What to work on: From the line containing "self.values.len()" down to the line containing "assignments that differ" in the records below, reproduce every line exactly, ends included, and omit all others.

=== Supplied records ===

//! Candidate assignments and their canonical rendering.
//!
//! An assignment holds one value per feature, positioned in catalog order.
//! It is created fresh for every enumerated tuple, mutated only by null
//! actions while it is evaluated, and then rendered into the slash-joined
//! string that doubles as the deduplication key.

use std::fmt;

use crate::util::Symbol;

/// Separator placed between feature values in a rendered configuration.
pub const SEPARATOR: &str = "/";

/// Text a nulled feature renders as.
pub const NULL_TOKEN: &str = "None";

/// The current value of one feature inside an assignment.
#[derive(Debug, Clone, Copy, PartialEq, Eq, Hash)]
pub enum Value {
    /// A code drawn from the feature's domain.
    Code(Symbol),
    /// The feature was cleared by a null action.
    Null,
}

impl Value {
    /// The text this value renders as.
    pub fn as_str(&self) -> &str {
        match self {
            Value::Code(code) => code.as_str(),
            Value::Null => NULL_TOKEN,
        }
    }

    /// Exact-equality test against a literal from a condition or an
    /// allowed-values list.
    ///
    /// A nulled value matches the literal `None`, the same text it renders as.
    pub fn matches(&self, literal: Symbol) -> bool {
        match self {
            Value::Code(code) => *code == literal,
            Value::Null => literal == NULL_TOKEN,
        }
    }

    /// Membership test against an allowed-values list.
    pub fn is_one_of(&self, allowed: &[Symbol]) -> bool {
        allowed.iter().any(|literal| self.matches(*literal))
    }

    pub fn is_null(&self) -> bool {
        matches!(self, Value::Null)
    }
}

impl fmt::Display for Value {
    fn fmt(&self, f: &mut fmt::Formatter<'_>) -> fmt::Result {
        f.write_str(self.as_str())
    }
}

/// One candidate configuration: a value for every feature, in catalog order.
#[derive(Debug, Clone, PartialEq, Eq, Hash)]
pub struct Assignment {
    values: Vec<Value>,
}

impl Assignment {
    /// Build an assignment from codes listed in catalog order.
    pub fn from_codes(codes: impl IntoIterator<Item = Symbol>) -> Self {
        Assignment {
            values: codes.into_iter().map(Value::Code).collect(),
        }
    }

    /// Current value of the feature at `index`.
    ///
    /// Indices come from a validated catalog, so they are always in range for
    /// assignments produced from that catalog.
    pub fn get(&self, index: usize) -> Value {
        self.values[index]
    }

    /// Clear the feature at `index`, returning the updated assignment.
    pub fn with_null(mut self, index: usize) -> Self {
        self.values[index] = Value::Null;
        self
    }

    pub fn len(&self) -> usize {
        self.values.len()
    }

    pub fn is_empty(&self) -> bool {
        self.values.is_empty()
    }

    /// Render the assignment in catalog order, joined with [`SEPARATOR`].
    ///
    /// Nulled features render as [`NULL_TOKEN`], so assignments that differ
    /// only in features a null action cleared render identically.
    pub fn render(&self) -> String {
        let mut out = String::new();
        for (i, value) in self.values.iter().enumerate() {
            if i > 0 {
                out.push_str(SEPARATOR);
            }
            out.push_str(value.as_str());
        }
        out
    }
}

impl fmt::Display for Assignment {
    fn fmt(&self, f: &mut fmt::Formatter<'_>) -> fmt::Result {
        f.write_str(&self.render())
    }
}

#[cfg(test)]
mod tests {
    use super::*;

    fn assignment(codes: &[&str]) -> Assignment {
        Assignment::from_codes(codes.iter().map(Symbol::new))
    }

    #[test]
    fn test_render_joins_in_order() {
        assert_eq!(assignment(&["x", "p", "1"]).render(), "x/p/1");
        assert_eq!(assignment(&["only"]).render(), "only");
    }

    #[test]
    fn test_null_renders_as_none() {
        let a = assignment(&["x", "q"]).with_null(1);
        assert_eq!(a.render(), "x/None");
        assert!(a.get(1).is_null());
    }

    #[test]
    fn test_nulled_assignments_collapse() {
        let first = assignment(&["x", "p"]).with_null(1);
        let second = assignment(&["x", "q"]).with_null(1);
        assert_eq!(first.render(), second.render());
        assert_eq!(first, second);
    }

    #[test]
    fn test_value_matching() {
        let code = Value::Code(Symbol::new("p"));
        assert!(code.matches(Symbol::new("p")));
        assert!(!code.matches(Symbol::new("q")));

        assert!(Value::Null.matches(Symbol::new(NULL_TOKEN)));
        assert!(!Value::Null.matches(Symbol::new("p")));
    }

    #[test]
    fn test_is_one_of() {
        let allowed = [Symbol::new("p"), Symbol::new("q")];
        assert!(Value::Code(Symbol::new("q")).is_one_of(&allowed));
        assert!(!Value::Code(Symbol::new("r")).is_one_of(&allowed));
        assert!(!Value::Null.is_one_of(&allowed));
        assert!(!Value::Code(Symbol::new("p")).is_one_of(&[]));
    }
}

===

Exercise result:
        self.values.len()
    }

    pub fn is_empty(&self) -> bool {
        self.values.is_empty()
    }

    /// Render the assignment in catalog order, joined with [`SEPARATOR`].
    ///
    /// Nulled features render as [`NULL_TOKEN`], so assignments that differ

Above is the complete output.